Finally he stopped and stared out over the ice, the thick water, and the gnashing pack-ice. Far away, it seemed, through the snow-haze, he could see a wooded height, an immense island, round which the river looped in two great arms.
He knew the spot—trust him.
No beast in its senses would try to swim the long distance across to that island, but from time to time a hunted deer had made the attempt, and a few of those that tried it had survived the ordeal and populated the island. More than once, in heavy snow, the white wolf himself, at the head of his pack, had hunted a deer down to that very spot, and had watched its head fade across the water into the distance. Once he had started to follow; but the pack had turned back, and he at length after them, snarling at their heels. Now he knew how long the swim looked from the deer’s point of view.
It was an ugly proposition. But—he turned his head in the stillness, broken only by the multitudinous voices of the ice, and heard a far, far distant multitudinous murmur, and that was no ice, and it settled him. It was the united voice of the pack on his trail!
He paused, ran up and down, gave an odd, little, deeply expressive whine, like a puppy afraid to take its first bath, plunged in with a rush, and struck out. Soon he was out upon a piece of drift ice, shaking himself, and began leaping from one lump of floating ice to another. It was tricky, slippery, slidy work, and a fall might mean a broken leg or a crushed skull; but anything was better than dissolving like mincemeat in the jaws of the slavering pack.

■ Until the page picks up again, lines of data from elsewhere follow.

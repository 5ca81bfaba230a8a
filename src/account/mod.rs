//! Typed per-provider accounts and interactive provisioning.
//!
//! Each provider decodes its own account type from the persisted
//! [`AccountRecord`]s and keeps them in an [`AccountStore`]. Provisioning
//! goes through an [`Accountant`], which asks a [`Prompter`] for the
//! provider's [`Field`]s and, where the hoster allows it, validates the
//! credentials before a record is written.

mod storage;

pub use storage::{AccountsFile, default_accounts_path};

use std::collections::HashMap;
use std::path::PathBuf;

use async_trait::async_trait;
use chrono::{DateTime, Utc};
use serde::de::DeserializeOwned;
use serde_json::{Map, Value};
use thiserror::Error;

use crate::provider::ConfigureError;

/// Errors raised while provisioning or persisting accounts.
#[derive(Debug, Error)]
pub enum AccountError {
    /// The prompt was cancelled or could not be shown
    #[error("account prompt failed: {reason}")]
    Prompt {
        /// Prompt failure
        reason: String,
    },

    /// A required field was left empty
    #[error("field `{field}` is required")]
    MissingField {
        /// Field key
        field: String,
    },

    /// The hoster rejected the credentials
    #[error("{provider} rejected the account: {reason}\n  Suggestion: Double-check the credentials and try again")]
    Validation {
        /// Provider name
        provider: String,
        /// Why validation failed
        reason: String,
    },

    /// No provider with that name offers account provisioning
    #[error("unknown provider '{provider}' (or it has no accounts)\n  Suggestion: Run `hostfetch providers` to list providers with the `accounts` capability")]
    UnknownProvider {
        /// Requested provider name
        provider: String,
    },

    /// The accounts file could not be read or written
    #[error("accounts file {path}: {source}")]
    Io {
        /// Accounts file path
        path: PathBuf,
        #[source]
        source: std::io::Error,
    },

    /// The accounts file is not valid JSON of the expected shape
    #[error("accounts file {path} is malformed: {source}\n  Suggestion: Fix the JSON or move the file aside")]
    Malformed {
        /// Accounts file path
        path: PathBuf,
        #[source]
        source: serde_json::Error,
    },

    /// No usable config directory
    #[error("unable to determine config directory (set XDG_CONFIG_HOME or HOME)")]
    ConfigDirUnavailable,
}

/// Common view of a provider's account type.
pub trait Account {
    /// Identity shown to the user (username, email or account id).
    fn id(&self) -> &str;

    fn is_premium(&self) -> bool;

    /// `None` when the hoster does not report an expiry.
    fn expires_at(&self) -> Option<DateTime<Utc>>;

    /// Premium and not expired at `now`.
    fn is_usable(&self, now: DateTime<Utc>) -> bool {
        self.is_premium() && self.expires_at().is_none_or(|expiry| expiry > now)
    }
}

/// Ordered, typed accounts for one provider.
#[derive(Debug, Clone)]
pub struct AccountStore<A> {
    accounts: Vec<A>,
}

impl<A> Default for AccountStore<A> {
    fn default() -> Self {
        Self {
            accounts: Vec::new(),
        }
    }
}

impl<A: Account> AccountStore<A> {
    #[must_use]
    pub fn new(accounts: Vec<A>) -> Self {
        Self { accounts }
    }

    /// Decodes persisted records for `provider`.
    ///
    /// # Errors
    ///
    /// Returns [`ConfigureError::InvalidAccount`] naming the first record that
    /// does not decode into `A`.
    pub fn from_records(provider: &str, records: &[Value]) -> Result<Self, ConfigureError>
    where
        A: DeserializeOwned,
    {
        let accounts = records
            .iter()
            .enumerate()
            .map(|(index, record)| {
                serde_json::from_value(record.clone()).map_err(|error| {
                    ConfigureError::InvalidAccount {
                        provider: provider.to_string(),
                        index,
                        reason: error.to_string(),
                    }
                })
            })
            .collect::<Result<Vec<A>, _>>()?;
        Ok(Self { accounts })
    }

    /// First premium, non-expired account.
    #[must_use]
    pub fn select_premium(&self, now: DateTime<Utc>) -> Option<&A> {
        self.accounts.iter().find(|account| account.is_usable(now))
    }

    /// First account regardless of status.
    #[must_use]
    pub fn first(&self) -> Option<&A> {
        self.accounts.first()
    }

    pub fn find(&self, predicate: impl Fn(&A) -> bool) -> Option<&A> {
        self.accounts.iter().find(|account| predicate(account))
    }

    pub fn push(&mut self, account: A) {
        self.accounts.push(account);
    }

    pub fn iter(&self) -> impl Iterator<Item = &A> {
        self.accounts.iter()
    }

    #[must_use]
    pub fn len(&self) -> usize {
        self.accounts.len()
    }

    #[must_use]
    pub fn is_empty(&self) -> bool {
        self.accounts.is_empty()
    }
}

/// One prompted account field.
#[derive(Debug, Clone, PartialEq, Eq)]
pub struct Field {
    pub key: &'static str,
    pub label: &'static str,
    /// Masked while typing and never echoed back.
    pub sensitive: bool,
    pub default: Option<String>,
}

impl Field {
    #[must_use]
    pub fn text(key: &'static str, label: &'static str) -> Self {
        Self {
            key,
            label,
            sensitive: false,
            default: None,
        }
    }

    #[must_use]
    pub fn secret(key: &'static str, label: &'static str) -> Self {
        Self {
            key,
            label,
            sensitive: true,
            default: None,
        }
    }

    #[must_use]
    pub fn with_default(mut self, default: impl Into<String>) -> Self {
        self.default = Some(default.into());
        self
    }
}

/// Gathers values for account fields.
pub trait Prompter: Send + Sync {
    /// Returns one value per field, keyed by [`Field::key`].
    ///
    /// # Errors
    ///
    /// Returns [`AccountError::Prompt`] when input is cancelled or unavailable.
    fn prompt(&self, fields: &[Field]) -> Result<HashMap<String, String>, AccountError>;
}

/// Persisted form of one account.
#[derive(Debug, Clone, PartialEq)]
pub struct AccountRecord {
    pub provider: String,
    pub id: String,
    pub data: Value,
}

/// Account provisioning capability of a provider.
#[async_trait]
pub trait Accountant: Send + Sync {
    /// Fields to prompt for, in order.
    fn fields(&self) -> Vec<Field>;

    /// A blank record with every field key, for hand-editing the accounts file.
    fn empty_template(&self) -> Value {
        let object: Map<String, Value> = self
            .fields()
            .into_iter()
            .map(|field| {
                let value = field.default.unwrap_or_default();
                (field.key.to_string(), Value::String(value))
            })
            .collect();
        Value::Object(object)
    }

    /// Prompts for the fields, validates them and returns the record to persist.
    ///
    /// # Errors
    ///
    /// Returns [`AccountError`] when prompting fails, a field is missing, or
    /// the hoster rejects the credentials.
    async fn new_account(&self, prompter: &dyn Prompter) -> Result<AccountRecord, AccountError>;
}

/// Takes a required, non-blank value out of prompted answers.
///
/// # Errors
///
/// Returns [`AccountError::MissingField`] when the value is absent or blank.
pub(crate) fn required(
    answers: &mut HashMap<String, String>,
    key: &str,
) -> Result<String, AccountError> {
    answers
        .remove(key)
        .map(|value| value.trim().to_string())
        .filter(|value| !value.is_empty())
        .ok_or_else(|| AccountError::MissingField {
            field: key.to_string(),
        })
}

Once, when a long way out, he looked back, and beheld the she-wolf, whining piteously as if she were being thrashed—and wolves are dumb beasts when “up against it”—following him.

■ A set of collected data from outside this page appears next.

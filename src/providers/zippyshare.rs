//! zippyshare.com - computes the direct link from the download page script.

use std::sync::LazyLock;

use async_trait::async_trait;
use regex::{Captures, Regex};
use reqwest::Client;
use tracing::debug;
use url::Url;

use super::{body_text, send};
use crate::config::HttpSettings;
use crate::http_client::{ClientBuildError, ClientOptions, build_http_client};
use crate::provider::Provider;
use crate::resolver::utils::{compile_static_regex, rebase};
use crate::resolver::{Request, ResolveError, Resolvability, Resolver, Settled};

const NAME: &str = "zippyshare.com";

// document.getElementById('dlbutton').href = "/d/<ref>/" + (a % b + a % c) + "/<name>";
static DLBUTTON_RE: LazyLock<Regex> = LazyLock::new(|| {
    compile_static_regex(
        r#"document\.getElementById\('dlbutton'\)\.href = "/(p)?d/(.*?)/" \+ \((\d+) % (\d+) \+ \d+ % (\d+)\) \+ "/(.*?)";"#,
    )
});

/// The pieces of the `dlbutton` expression.
#[derive(Debug, PartialEq, Eq)]
struct DownloadButton {
    needs_activation: bool,
    reference: String,
    ticket: u64,
    name: String,
}

/// Resolver for zippyshare.com `/v/` pages.
pub struct ZippyshareProvider {
    client: Client,
    page_base: Option<Url>,
}

impl ZippyshareProvider {
    /// Creates the provider.
    ///
    /// # Errors
    ///
    /// Returns [`ClientBuildError`] if the HTTP client cannot be built.
    pub fn new(settings: &HttpSettings) -> Result<Self, ClientBuildError> {
        Ok(Self {
            client: build_http_client(NAME, settings, ClientOptions::default())?,
            page_base: None,
        })
    }

    /// Creates the provider with page fetches sent to `base_url` (for testing with wiremock).
    ///
    /// # Errors
    ///
    /// Returns [`ClientBuildError`] if the HTTP client cannot be built.
    pub fn with_base_url(settings: &HttpSettings, base_url: Url) -> Result<Self, ClientBuildError> {
        let mut provider = Self::new(settings)?;
        provider.page_base = Some(base_url);
        Ok(provider)
    }

    fn fetch_url(&self, url: &Url) -> Url {
        self.page_base
            .as_ref()
            .map_or_else(|| url.clone(), |base| rebase(url, base))
    }

    async fn direct_link(&self, page: &Url) -> Result<Url, ResolveError> {
        let fetch = self.fetch_url(page);
        let response = send(NAME, &fetch, self.client.get(fetch.clone())).await?;
        let status = response.status();
        if !status.is_success() {
            return Err(ResolveError::http(NAME, page.as_str(), status.as_u16()));
        }
        let html = body_text(NAME, &fetch, response).await?;
        let button = parse_download_button(&html).ok_or_else(|| {
            ResolveError::protocol(NAME, "download button script not found on page")
        })?;

        let mut direct = page.clone();
        direct.set_path(&format!("/d/{}/{}/{}", button.reference, button.ticket, button.name));
        direct.set_query(None);

        if button.needs_activation {
            // `/pd/` links only work after the ticket has been requested once.
            let mut activation = direct.clone();
            activation.set_path(&direct.path().replacen("/d/", "/pd/", 1));
            let activation = self.fetch_url(&activation);
            debug!(url = %activation, "Activating zippyshare ticket");
            send(NAME, &activation, self.client.head(activation.clone())).await?;
        }
        Ok(direct)
    }
}

fn parse_download_button(html: &str) -> Option<DownloadButton> {
    let caps = DLBUTTON_RE.captures(html)?;
    let number = |caps: &Captures<'_>, i: usize| caps.get(i)?.as_str().parse::<u64>().ok();
    let base = number(&caps, 3)?;
    let first_mod = number(&caps, 4)?;
    let second_mod = number(&caps, 5)?;
    let ticket = base.checked_rem(first_mod)? + base.checked_rem(second_mod)?;
    Some(DownloadButton {
        needs_activation: caps.get(1).is_some(),
        reference: caps.get(2)?.as_str().to_string(),
        ticket,
        name: caps.get(6)?.as_str().to_string(),
    })
}

impl std::fmt::Debug for ZippyshareProvider {
    fn fmt(&self, f: &mut std::fmt::Formatter<'_>) -> std::fmt::Result {
        f.debug_struct("ZippyshareProvider")
            .field("page_base", &self.page_base.as_ref().map(Url::as_str))
            .finish_non_exhaustive()
    }
}

impl Provider for ZippyshareProvider {
    fn name(&self) -> &str {
        NAME
    }

    fn resolver(&self) -> Option<&dyn Resolver> {
        Some(self)
    }
}

#[async_trait]
impl Resolver for ZippyshareProvider {
    fn can_resolve(&self, url: &Url) -> Resolvability {
        let subdomain = url
            .host_str()
            .is_some_and(|host| host.to_ascii_lowercase().ends_with(".zippyshare.com"));
        if subdomain && url.path().starts_with("/v/") {
            Resolvability::Single
        } else {
            Resolvability::Next
        }
    }

    #[tracing::instrument(skip(self, request), fields(url = %request.url()))]
    async fn resolve_one(&self, request: Request) -> Result<Settled, ResolveError> {
        Ok(match self.direct_link(request.url()).await {
            Ok(direct) => request.yields(direct),
            Err(error) => request.errs(None, error),
        })
    }
}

She, too, had heard that wild, terrifying, implacable music of the wolf-pack following them; and although I, personally, doubt if they would have touched her—unless it was the other she-wolves that did it—she seemed to have been smitten by panic, and to prefer the deep sea, or the river, rather, to that pack of maddened devils.

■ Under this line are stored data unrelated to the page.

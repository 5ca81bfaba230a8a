//! Resolution requests and their terminal outcomes.
//!
//! A [`Request`] is pending by construction. Each outcome setter consumes it
//! and returns a [`Settled`] value that exposes no setters, so an outcome can
//! be assigned exactly once.

use url::Url;

use super::error::ResolveError;
use super::file::File;

/// A pending unit of resolution work.
#[derive(Debug, Clone, PartialEq, Eq)]
pub struct Request {
    url: Url,
    lineage: Vec<Url>,
}

impl Request {
    /// Creates a root request for a seed URL.
    #[must_use]
    pub fn new(url: Url) -> Self {
        Self {
            url,
            lineage: Vec::new(),
        }
    }

    /// Creates a child request reached from `self`.
    pub(crate) fn child(&self, url: Url) -> Self {
        let mut lineage = self.lineage.clone();
        lineage.push(self.url.clone());
        Self { url, lineage }
    }

    /// The URL to resolve.
    #[must_use]
    pub fn url(&self) -> &Url {
        &self.url
    }

    /// Number of ancestors; 0 for a seed URL.
    #[must_use]
    pub fn depth(&self) -> usize {
        self.lineage.len()
    }

    /// URLs of every ancestor, oldest first.
    #[must_use]
    pub fn lineage(&self) -> &[Url] {
        &self.lineage
    }

    /// Returns true if `url` is this request's URL or one of its ancestors.
    #[must_use]
    pub fn has_visited(&self, url: &Url) -> bool {
        self.url == *url || self.lineage.contains(url)
    }

    /// Settles the request with a concrete file.
    #[must_use]
    pub fn resolves_to(self, file: File) -> Settled {
        self.settle(Outcome::ResolvedTo(file))
    }

    /// Settles the request as permanently unavailable.
    ///
    /// `normalized` carries a canonical form of the URL when the provider has one.
    #[must_use]
    pub fn deadend(self, normalized: Option<Url>) -> Settled {
        self.settle(Outcome::Deadend(normalized))
    }

    /// Settles the request with an error.
    #[must_use]
    pub fn errs(self, normalized: Option<Url>, error: ResolveError) -> Settled {
        self.settle(Outcome::Errs(normalized, error))
    }

    /// Redirects resolution to another URL.
    #[must_use]
    pub fn yields(self, url: Url) -> Settled {
        self.settle(Outcome::Yields(url))
    }

    /// Expands the request into several child URLs.
    #[must_use]
    pub fn bundles(self, urls: Vec<Url>) -> Settled {
        self.settle(Outcome::Bundles(urls))
    }

    fn settle(self, outcome: Outcome) -> Settled {
        Settled {
            request: self,
            outcome,
        }
    }
}

/// Outcome assigned to a request.
#[derive(Debug, Clone)]
pub enum Outcome {
    ResolvedTo(File),
    Deadend(Option<Url>),
    Yields(Url),
    Bundles(Vec<Url>),
    Errs(Option<Url>, ResolveError),
}

impl Outcome {
    /// Returns true for outcomes that end resolution (no further URLs).
    #[must_use]
    pub fn is_terminal(&self) -> bool {
        matches!(self, Self::ResolvedTo(_) | Self::Deadend(_) | Self::Errs(..))
    }

    /// Short label used in logs and CLI output.
    #[must_use]
    pub fn label(&self) -> &'static str {
        match self {
            Self::ResolvedTo(_) => "resolved",
            Self::Deadend(_) => "deadend",
            Self::Yields(_) => "yields",
            Self::Bundles(_) => "bundles",
            Self::Errs(..) => "error",
        }
    }
}

/// A request with its outcome. Read-only.
#[derive(Debug, Clone)]
pub struct Settled {
    request: Request,
    outcome: Outcome,
}

impl Settled {
    #[must_use]
    pub fn request(&self) -> &Request {
        &self.request
    }

    #[must_use]
    pub fn url(&self) -> &Url {
        &self.request.url
    }

    #[must_use]
    pub fn outcome(&self) -> &Outcome {
        &self.outcome
    }

    /// Splits into the originating request and its outcome.
    #[must_use]
    pub fn into_parts(self) -> (Request, Outcome) {
        (self.request, self.outcome)
    }
}

#[cfg(test)]
#[allow(clippy::unwrap_used)]
mod tests {
    use super::*;
    use crate::resolver::file::FileSize;

    fn url(s: &str) -> Url {
        Url::parse(s).unwrap()
    }

    #[test]
    fn test_new_request_is_root() {
        let request = Request::new(url("https://a.example/x"));
        assert_eq!(request.depth(), 0);
        assert!(request.lineage().is_empty());
    }

    #[test]
    fn test_child_extends_lineage() {
        let root = Request::new(url("https://a.example/x"));
        let child = root.child(url("https://b.example/y"));
        let grandchild = child.child(url("https://c.example/z"));
        assert_eq!(grandchild.depth(), 2);
        assert_eq!(
            grandchild.lineage(),
            &[url("https://a.example/x"), url("https://b.example/y")]
        );
        assert!(grandchild.has_visited(&url("https://a.example/x")));
        assert!(grandchild.has_visited(&url("https://c.example/z")));
        assert!(!grandchild.has_visited(&url("https://d.example/")));
    }

    #[test]
    fn test_setters_produce_expected_outcome() {
        let target = url("https://a.example/x");
        let file = File::new("basic", target.clone(), "x", FileSize::Unknown);

        let settled = Request::new(target.clone()).resolves_to(file);
        assert!(matches!(settled.outcome(), Outcome::ResolvedTo(f) if f.name() == "x"));
        assert!(settled.outcome().is_terminal());

        let settled = Request::new(target.clone()).yields(url("https://b.example/"));
        assert!(!settled.outcome().is_terminal());
        assert_eq!(settled.outcome().label(), "yields");

        let settled = Request::new(target.clone()).deadend(None);
        assert!(settled.outcome().is_terminal());
        assert_eq!(settled.url(), &target);
    }

    #[test]
    fn test_into_parts_preserves_request() {
        let request = Request::new(url("https://a.example/x"));
        let (back, outcome) = request.clone().bundles(vec![]).into_parts();
        assert_eq!(back, request);
        assert!(matches!(outcome, Outcome::Bundles(urls) if urls.is_empty()));
    }
}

And so, slipping, sliding, splashing, swimming, scrambling, the white wolf, after the most appalling struggle of his life, managed somehow, blindly in the end, with sobbing breath and pounding sides, to make that terrible passage, and collapse as he landed in a stiff white heap, the water frozen in icicles upon his body as he landed.
For a long time he did not move, and it began to seem as if he had burst his heart. But at last he dragged himself to his feet and turned drunkenly—to find the she-wolf lying at his side.
Thoughts came back slowly; but at length he shook himself, and stood erect at his full, immense height. He had given the wolf-pack something tricky in the way of trails to unravel, but he knew what he had taught them too well to build too much on that. And he was right, for presently, from far, far across the water, came the unutterably terrible baying clamor of the pack, moving swiftly along—then it stopped.